A leading suspect in the 1982 tainted-Tylenol killings was freed from federal prison Friday after serving more than 12 years.
Seven people were killed by cyanide-tainted Extra-Strength Tylenol capsules purchased from drugstores and groceries in the Chicago area in 1982. The killer was never identified.
James W. Lewis, an out-of-work accountant, was a prime suspect but never was charged with the deaths, which prompted dramatic changes in the way almost all food and medical products are packaged.
He was sentenced to 20 years in prison in June, 1983, for demanding $1 million from Johnson & Johnson, parent of Tylenol manufacturer McNeil Consumer Products Co., "to stop the killing." He also served more than two years of a 10-year sentence for an unrelated tax-fraud charge.
Lewis, 49, arrived at Boston's Logan International Airport wearing a purple sweat suit and sporting a full beard similar to the one he had when he began his sentence. He was accompanied by his wife, Leanne, and an unidentified woman.
He appeared frail and shaken, but stared straight ahead and remained silent despite a half dozen TV cameras and a barrage of questions from reporters, then was driven away in a gray four-door car driven by an unidentified man.

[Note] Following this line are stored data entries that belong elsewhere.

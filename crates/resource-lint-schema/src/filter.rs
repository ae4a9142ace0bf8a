//! Packages and files the schema extractors never look at.

use resource_lint_go::{GoFile, GoPackage};

/// Last path segments of packages that hold no resource schemas.
const SKIPPED_PACKAGES: &[&str] = &[
    "test",
    "tests",
    "migration",
    "client",
    "clients",
    "validate",
    "parse",
    "model",
    "models",
];

/// Whether the package is a helper package (validators, parsers, clients...).
#[must_use]
pub fn is_skipped_package(package: &GoPackage) -> bool {
    let last = package
        .import_path()
        .rsplit('/')
        .next()
        .unwrap_or_default();
    SKIPPED_PACKAGES.contains(&last)
}

/// Whether the file is a test or the service registration.
#[must_use]
pub fn is_skipped_file(file: &GoFile) -> bool {
    file.is_test() || file.file_name() == "registration.go"
}

/// Files of `package` the extractors should walk.
pub fn schema_files(package: &GoPackage) -> impl Iterator<Item = &GoFile> {
    let skip_all = is_skipped_package(package);
    package
        .files()
        .iter()
        .filter(move |f| !skip_all && !is_skipped_file(f))
}

#[cfg(test)]
mod tests {
    use super::*;

    #[test]
    fn helper_packages_are_skipped() {
        let validate = GoPackage::from_sources(
            "example.com/p/internal/services/web/validate",
            &[("name.go", "package validate\n")],
        )
        .expect("package");
        assert!(is_skipped_package(&validate));
        assert_eq!(schema_files(&validate).count(), 0);

        let web = GoPackage::from_sources(
            "example.com/p/internal/services/web",
            &[
                ("web_app_resource.go", "package web\n"),
                ("web_app_resource_test.go", "package web\n"),
                ("registration.go", "package web\n"),
            ],
        )
        .expect("package");
        let names: Vec<&str> = schema_files(&web).map(GoFile::file_name).collect();
        assert_eq!(names, vec!["web_app_resource.go"]);
    }
}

Lewis told the Associated Press in 1992 that he planned to live on the East Coast with his wife once he was released.
Lewis was arrested in December, 1982, at a New York library after a two-month manhunt.
He gave investigators a detailed account of how the killer might have operated, describing how someone could buy the medication from stores, use a special method to add cyanide to the capsules and then return them to store shelves.